Evaluating the performance of a classification model involves understanding the distribution of predicted and true labels. The contingency_matrix()
function from scikit-learn helps in creating a matrix that shows the counts of true vs. predicted labels.
The contingency_matrix()
function creates a matrix where rows represent true labels and columns represent predicted labels. Each cell shows the count of instances for the corresponding true-predicted label pair. The function compares each true label with the predicted label and increments the corresponding cell in the matrix.
A diagonal matrix indicates perfect classification, while off-diagonal values indicate misclassifications. This metric is useful for both binary and multiclass classification problems. However, it has limitations, such as being less insightful for highly imbalanced datasets and not accounting for the severity of misclassifications.
from sklearn.datasets import make_classification
from sklearn.model_selection import train_test_split
from sklearn.svm import SVC
from sklearn.metrics.cluster import contingency_matrix
# Generate synthetic dataset
X, y = make_classification(n_samples=1000, n_clusters_per_class=1, n_classes=3, random_state=42)

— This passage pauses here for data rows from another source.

//! Errors raised while refreshing the blocklist.

use std::time::Duration;
use thiserror::Error;

/// Result type alias for load operations.
pub type Result<T> = std::result::Result<T, LoadError>;

/// Reasons a refresh can fail. None of them leave the store modified.
#[derive(Debug, Error)]
pub enum LoadError {
    /// Transport failure on HEAD or GET, including body read failures.
    #[error("HTTP request failed: {0}")]
    Http(#[from] reqwest::Error),

    /// Upstream answered with a non-success status.
    #[error("unexpected HTTP status {status} from {url}")]
    UnexpectedStatus {
        /// Status code returned by the upstream.
        status: u16,
        /// Requested URL.
        url: String,
    },

    /// The archive body grew past the configured maximum.
    #[error("download exceeded the {limit} byte limit")]
    DownloadTooLarge {
        /// Configured maximum download size.
        limit: usize,
    },

    /// The body is not a readable ZIP archive.
    #[error("invalid archive: {0}")]
    Archive(#[from] zip::result::ZipError),

    /// The whole load did not finish in time.
    #[error("load timed out after {0:?}")]
    Timeout(Duration),
}

impl LoadError {
    /// Whether the failure is a transport condition worth retrying on the
    /// next refresh, as opposed to a problem with the archive contents.
    pub fn is_retryable(&self) -> bool {
        matches!(
            self,
            LoadError::Http(_) | LoadError::UnexpectedStatus { .. } | LoadError::Timeout(_)
        )
    }
}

# Split into train and test sets
X_train, X_test, y_train, y_test = train_test_split(X, y, test_size=0.2, random_state=42)
# Train an SVM classifier
clf = SVC(kernel='linear', C=1, random_state=42)
clf.fit(X_train, y_train)
# Predict on test set
y_pred = clf.predict(X_test)
# Calculate contingency matrix
cm = contingency_matrix(y_test, y_pred)
print(f"Contingency Matrix:\n{cm}")
Running the example gives an output like:
Contingency Matrix:
[[60 2 4]
[ 9 51 1]
[ 5 0 68]]
The steps are as follows:
- Generate a synthetic multiclass classification dataset using
make_classification()
. - Split the dataset into training and test sets using
train_test_split()
. - Train an
SVC
classifier with a linear kernel. - Predict labels on the test set using the trained classifier.
- Calculate the contingency matrix using
contingency_matrix()
by comparing true and predicted labels.
This example demonstrates how to use contingency_matrix()
from scikit-learn to evaluate a classification model by visualizing the distribution of true versus predicted labels.